What is ACTH (11-24) C75H106N20O19S 22006-64-0, and what are its primary applications?

ACTH (11-24) C75H106N20O19S is a synthetic peptide derived from the adrenocorticotropic hormone (ACTH), specifically focusing on the amino acid sequence from positions 11 to 24. This peptide sequence is known for its significant role in stimulating the adrenal cortex to produce and release glucocorticoids such as cortisol. The structure, consisting of 75 carbon (C), 106 hydrogen (H), 20 nitrogen (N), 19 oxygen (O), and 1 sulfur (S) atoms, ensures its functionality and interaction with cellular receptors. The chemical registry number 22006-64-0 identifies its unique composition across global scientific databases. One of the primary applications of ACTH (11-24) is in research settings, where it is used to explore adrenal function and endocrine system pathways. Scientists rely on this peptide to understand better the mechanisms of hormone action, receptor binding, and downstream effects in the body. Research into the peptide’s role expands across numerous therapeutic areas, including stress response mechanisms, immune function, and metabolic regulation. By studying ACTH (11-24), researchers aim to develop novel treatments for disorders like Addison's disease, Cushing’s syndrome, and other adrenal gland disorders.
In addition to its fundamental research applications, ACTH (11-24) serves as a tool for assaying the role of the adrenal axis in different physiological and pathological processes. For example, its ability to mimic the action of endogenous ACTH makes it an invaluable reagent in pharmaceutical research and the development of glucocorticoid-related therapies.
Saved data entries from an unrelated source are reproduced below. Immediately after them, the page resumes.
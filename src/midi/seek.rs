//! Binary-search lookups over the sorted timeline.
//!
//! Both bounds are pure functions of the timeline and the query time, so
//! repeated seeks to the same time always land on the same index no matter
//! where playback currently is.

use super::Timeline;

impl Timeline {
    /// Returns the index of the first event at or after `time_seconds`.
    ///
    /// Returns `self.len()` when every event is earlier.
    pub fn index_of(&self, time_seconds: f64) -> usize {
        self.events()
            .partition_point(|event| event.time_seconds < time_seconds)
    }

    /// Returns the index of the first event strictly after `time_seconds`.
    pub fn upper_bound(&self, time_seconds: f64) -> usize {
        self.events()
            .partition_point(|event| event.time_seconds <= time_seconds)
    }
}
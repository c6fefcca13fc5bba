//! keyfall - A terminal falling-note piano roll.
//!
//! This library provides the timing core (tempo map, timeline, scheduler,
//! playback clock, render projection) along with the audio engine and the
//! terminal front end built on it.

pub mod app;
pub mod audio;
pub mod config;
pub mod error;
pub mod midi;
pub mod playback;
pub mod projector;
pub mod ui;

// Re-export commonly used types
pub use app::App;
pub use audio::{export_to_wav, AudioEngine};
pub use config::Settings;
pub use error::{BuildWarning, ConfigError, LoadError, PlaybackError, SessionError};
pub use midi::{build_timeline, import_from_midi, RawScore, TempoMap, Timeline};
pub use playback::{Scheduler, Session, SynthSink};
pub use projector::{NoteRect, RenderFrame, RenderProjector};
//! Falling note rendering.
//!
//! Notes fall from the top of the area toward the keyboard below it. The
//! bottom edge of the area is the strike line, and the full height covers the
//! lookahead window.

use super::{channel_color, rgb, KeyLayout, BACKGROUND};
use crate::app::App;
use crate::projector::NoteRect;
use ratatui::layout::Rect;
use ratatui::style::{Color, Style};
use ratatui::widgets::{Block, Borders};
use ratatui::Frame;

/// Blends a note color for display.
///
/// The color is first scaled by `brightness`, then mixed toward the
/// background by `1 - opacity`.
pub fn shade(base: (u8, u8, u8), opacity: f64, brightness: f64) -> Color {
    let opacity = opacity.clamp(0.0, 1.0);
    let mix = |c: u8, bg: u8| -> u8 {
        let lit = (c as f64 * brightness).min(255.0);
        (bg as f64 + (lit - bg as f64) * opacity).round().clamp(0.0, 255.0) as u8
    };
    Color::Rgb(
        mix(base.0, BACKGROUND.0),
        mix(base.1, BACKGROUND.1),
        mix(base.2, BACKGROUND.2),
    )
}

/// Terminal rows covered by `rect`, clipped to `area`.
fn rows(rect: &NoteRect, area: Rect, rows_per_second: f64) -> std::ops::Range<u16> {
    let (top, bottom) = rect.screen_span(rows_per_second, area.bottom() as f64);
    let first = top.floor();
    // Very short notes still get a row
    let end = bottom.ceil().max(first + 1.0);

    let first = first.max(area.top() as f64) as u16;
    let end = end.min(area.bottom() as f64).max(area.top() as f64) as u16;
    first..end.max(first)
}

/// Renders the falling notes of the current frame.
///
/// Returns the key layout used, so the keyboard can line up with it.
pub fn render_notes(frame: &mut Frame, area: Rect, app: &App) -> KeyLayout {
    let title = match app.session() {
        Some(session) => format!(" {} ", session.name()),
        None => " No score loaded ".to_string(),
    };
    let block = Block::default()
        .title(title)
        .borders(Borders::LEFT | Borders::RIGHT | Borders::TOP)
        .border_style(Style::default().fg(Color::Gray))
        .style(Style::default().bg(rgb(BACKGROUND)));

    let inner = block.inner(area);
    frame.render_widget(block, area);

    let keys = KeyLayout::fit(inner, app.pitch_range);
    let lookahead = app.frame.lookahead_seconds;
    if inner.height == 0 || lookahead <= 0.0 {
        return keys;
    }
    let rows_per_second = inner.height as f64 / lookahead;

    let buf = frame.buffer_mut();
    for rect in &app.frame.notes {
        let Some(x) = keys.column(rect.pitch) else {
            continue;
        };
        let color = shade(channel_color(rect.channel), rect.opacity, rect.brightness);
        // Leave a gap between neighbouring keys when there is room
        let width = if keys.key_width > 2 {
            keys.key_width - 1
        } else {
            keys.key_width
        };

        for y in rows(rect, inner, rows_per_second) {
            for dx in 0..width {
                if let Some(cell) = buf.cell_mut((x + dx, y)) {
                    cell.set_symbol(" ").set_bg(color);
                }
            }
        }
    }

    keys
}

#[cfg(test)]
mod tests {
    use super::*;

    fn rect(top_offset_seconds: f64, height_seconds: f64) -> NoteRect {
        NoteRect {
            channel: 0,
            pitch: 60,
            top_offset_seconds,
            height_seconds,
            opacity: 1.0,
            highlighted: false,
            brightness: 1.0,
        }
    }

    #[test]
    fn test_shade_full_and_transparent() {
        assert_eq!(shade((200, 100, 50), 1.0, 1.0), Color::Rgb(200, 100, 50));
        assert_eq!(
            shade((200, 100, 50), 0.0, 1.0),
            Color::Rgb(BACKGROUND.0, BACKGROUND.1, BACKGROUND.2)
        );
    }

    #[test]
    fn test_shade_brightens_and_saturates() {
        assert_eq!(shade((100, 200, 0), 1.0, 1.5), Color::Rgb(150, 255, 0));
    }

    #[test]
    fn test_rows_for_upcoming_note() {
        // 20 rows over 4 seconds: 5 rows per second, strike line at row 20
        let area = Rect::new(0, 0, 10, 20);
        assert_eq!(rows(&rect(1.0, 1.0), area, 5.0), 10..15);
    }

    #[test]
    fn test_rows_clipped_at_strike_line() {
        let area = Rect::new(0, 0, 10, 20);
        // Struck half a second ago, one second long
        assert_eq!(rows(&rect(-0.5, 1.0), area, 5.0), 17..20);
        // Entirely in the past
        assert!(rows(&rect(-2.0, 1.0), area, 5.0).is_empty());
    }

    #[test]
    fn test_rows_clipped_at_top() {
        let area = Rect::new(0, 2, 10, 20);
        assert_eq!(rows(&rect(3.0, 2.0), area, 5.0), 2..7);
    }

    #[test]
    fn test_short_note_gets_one_row() {
        let area = Rect::new(0, 0, 10, 20);
        assert_eq!(rows(&rect(1.0, 0.01), area, 5.0).len(), 1);
    }
}
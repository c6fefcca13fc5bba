//! Runtime playback: the clock, the scheduler, and the session tying them
//! together.
//!
//! Everything here runs on one thread, driven by a periodic tick from the
//! caller. No call blocks.

pub mod clock;
pub mod scheduler;
pub mod session;

pub use clock::{HardwareClock, ManualClock, PlaybackClock};
pub use scheduler::{
    ActiveNote, FadingNote, NoteKey, PlaybackSnapshot, Scheduler, SchedulerState, SynthSink,
};
pub use session::Session;
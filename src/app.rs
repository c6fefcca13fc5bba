//! Application state and event handling.
//!
//! This module defines the main application state that coordinates
//! between the loaded score, the audio engine, and the TUI interface.

use crate::audio::{AudioClock, AudioEngine, SynthHandle};
use crate::config::Settings;
use crate::error::{PlaybackError, SessionError};
use crate::midi::import_from_midi;
use crate::playback::{SchedulerState, Session};
use crate::projector::RenderFrame;
use anyhow::{Context, Result};
use std::path::{Path, PathBuf};
use std::time::{Duration, Instant};

/// Seek step for the arrow keys, in seconds.
pub const SEEK_STEP_SECONDS: f64 = 5.0;

/// Pitch span shown before any score is loaded (C3 to C6).
const DEFAULT_PITCH_RANGE: (u8, u8) = (48, 84);

/// A session driving the live audio engine.
pub type LiveSession = Session<SynthHandle, AudioClock>;

/// Main application state.
pub struct App {
    /// The audio engine for playback.
    pub audio: AudioEngine,
    /// Path to the loaded SoundFont.
    pub soundfont_path: PathBuf,
    pub settings: Settings,
    /// At most one score is loaded at a time.
    session: Option<LiveSession>,
    /// Path of the loaded score.
    pub score_path: Option<PathBuf>,
    /// Lowest and highest pitch to draw.
    pub pitch_range: (u8, u8),
    /// The most recently projected frame.
    pub frame: RenderFrame,
    /// Status message to display.
    pub status_message: Option<(String, Instant)>,
}

impl App {
    /// Creates a new application with the specified SoundFont.
    ///
    /// # Errors
    ///
    /// Returns error if the audio engine cannot be initialized
    pub fn new(soundfont_path: PathBuf, settings: Settings) -> Result<Self> {
        let audio = AudioEngine::new(&soundfont_path).with_context(|| {
            format!(
                "Failed to start audio with SoundFont {}",
                soundfont_path.display()
            )
        })?;

        Ok(Self {
            audio,
            soundfont_path,
            settings: settings.validated(),
            session: None,
            score_path: None,
            pitch_range: DEFAULT_PITCH_RANGE,
            frame: RenderFrame::default(),
            status_message: None,
        })
    }

    pub fn session(&self) -> Option<&LiveSession> {
        self.session.as_ref()
    }

    /// Loads a MIDI file into a new session, replacing the current one.
    ///
    /// On failure the current session is kept and the error is shown.
    ///
    /// # Returns
    ///
    /// true if load was successful
    pub fn load_score(&mut self, path: &Path) -> bool {
        let result = import_from_midi(path)
            .map_err(SessionError::from)
            .and_then(|score| {
                Session::load(
                    &score,
                    self.audio.handle(),
                    self.audio.clock(),
                    &self.settings,
                )
            });

        match result {
            Ok((session, warnings)) => {
                if let Some(mut previous) = self.session.take() {
                    if let Err(e) = previous.stop() {
                        tracing::warn!("Failed to stop previous session: {}", e);
                    }
                }

                self.pitch_range = session
                    .timeline()
                    .pitch_range()
                    .unwrap_or(DEFAULT_PITCH_RANGE);
                self.frame = RenderFrame::default();
                self.session = Some(session);
                self.score_path = Some(path.to_path_buf());

                if warnings.is_empty() {
                    self.set_status(format!("Loaded: {}", path.display()));
                } else {
                    self.set_status(format!(
                        "Loaded: {} ({} event(s) dropped, see log)",
                        path.display(),
                        warnings.len()
                    ));
                }
                true
            }
            Err(e) => {
                tracing::error!("Load failed: {}", e);
                self.set_status(format!("Load failed: {}", e));
                false
            }
        }
    }

    /// Sets a status message to display temporarily.
    pub fn set_status(&mut self, message: impl Into<String>) {
        self.status_message = Some((message.into(), Instant::now()));
    }

    /// Clears expired status messages.
    pub fn clear_expired_status(&mut self) {
        if let Some((_, time)) = &self.status_message {
            if time.elapsed() > Duration::from_secs(3) {
                self.status_message = None;
            }
        }
    }

    /// Toggles play/pause state.
    pub fn toggle_playback(&mut self) {
        let Some(session) = self.session.as_mut() else {
            self.set_status("No score loaded");
            return;
        };
        let was_playing = session.is_playing();
        match session.toggle() {
            Ok(()) => self.set_status(if was_playing { "Paused" } else { "Playing" }),
            Err(e) => self.handle_playback_error(e),
        }
    }

    /// Stops playback and resets to the beginning.
    pub fn stop_playback(&mut self) {
        let Some(session) = self.session.as_mut() else {
            return;
        };
        match session.stop() {
            Ok(()) => self.set_status("Stopped"),
            Err(e) => self.handle_playback_error(e),
        }
    }

    /// Restarts playback from the beginning of the score.
    pub fn restart_playback(&mut self) {
        let Some(session) = self.session.as_mut() else {
            return;
        };
        let result = session.seek_to(0.0).and_then(|_| session.play());
        match result {
            Ok(()) => self.set_status("Restarting from beginning"),
            Err(e) => self.handle_playback_error(e),
        }
    }

    /// Seeks relative to the current position.
    pub fn seek_relative(&mut self, delta_seconds: f64) {
        let Some(session) = self.session.as_mut() else {
            return;
        };
        match session.seek_by(delta_seconds) {
            Ok(position) => self.set_status(format!("Seek: {}", format_time(position))),
            Err(e) => self.handle_playback_error(e),
        }
    }

    /// Advances playback and refreshes the frame to draw.
    /// Should be called once per display frame.
    pub fn update(&mut self) {
        let Some(session) = self.session.as_mut() else {
            return;
        };
        match session.tick() {
            Ok(frame) => self.frame = frame,
            Err(e) => self.handle_playback_error(e),
        }
    }

    /// Current position, or 0 if nothing is loaded.
    pub fn elapsed_seconds(&self) -> f64 {
        self.frame.elapsed_seconds
    }

    pub fn playback_state(&self) -> SchedulerState {
        self.session
            .as_ref()
            .map(|session| session.state())
            .unwrap_or_default()
    }

    /// Drops the session once its clock is gone; it cannot be resumed in sync.
    fn handle_playback_error(&mut self, error: PlaybackError) {
        tracing::error!("Playback error: {}", error);
        if matches!(error, PlaybackError::ClockUnavailable(_)) {
            self.session = None;
            self.frame = RenderFrame::default();
        }
        self.set_status(format!("Playback stopped: {}", error));
    }
}

/// Formats seconds as `m:ss.t`.
pub fn format_time(seconds: f64) -> String {
    let tenths = (seconds.max(0.0) * 10.0).floor() as u64;
    format!("{}:{:02}.{}", tenths / 600, tenths / 10 % 60, tenths % 10)
}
Furthermore, the peptide acts as a critical reference in pharmacokinetic and pharmacodynamic studies, helping researchers understand how hormones affect human health. By examining its structural and functional properties, scientists aim to leverage ACTH (11-24) to create synthetic derivatives for use in targeted therapeutic interventions, reducing adverse effects associated with full-length ACTH treatment.

How does ACTH (11-24) interact with biological receptors in the body?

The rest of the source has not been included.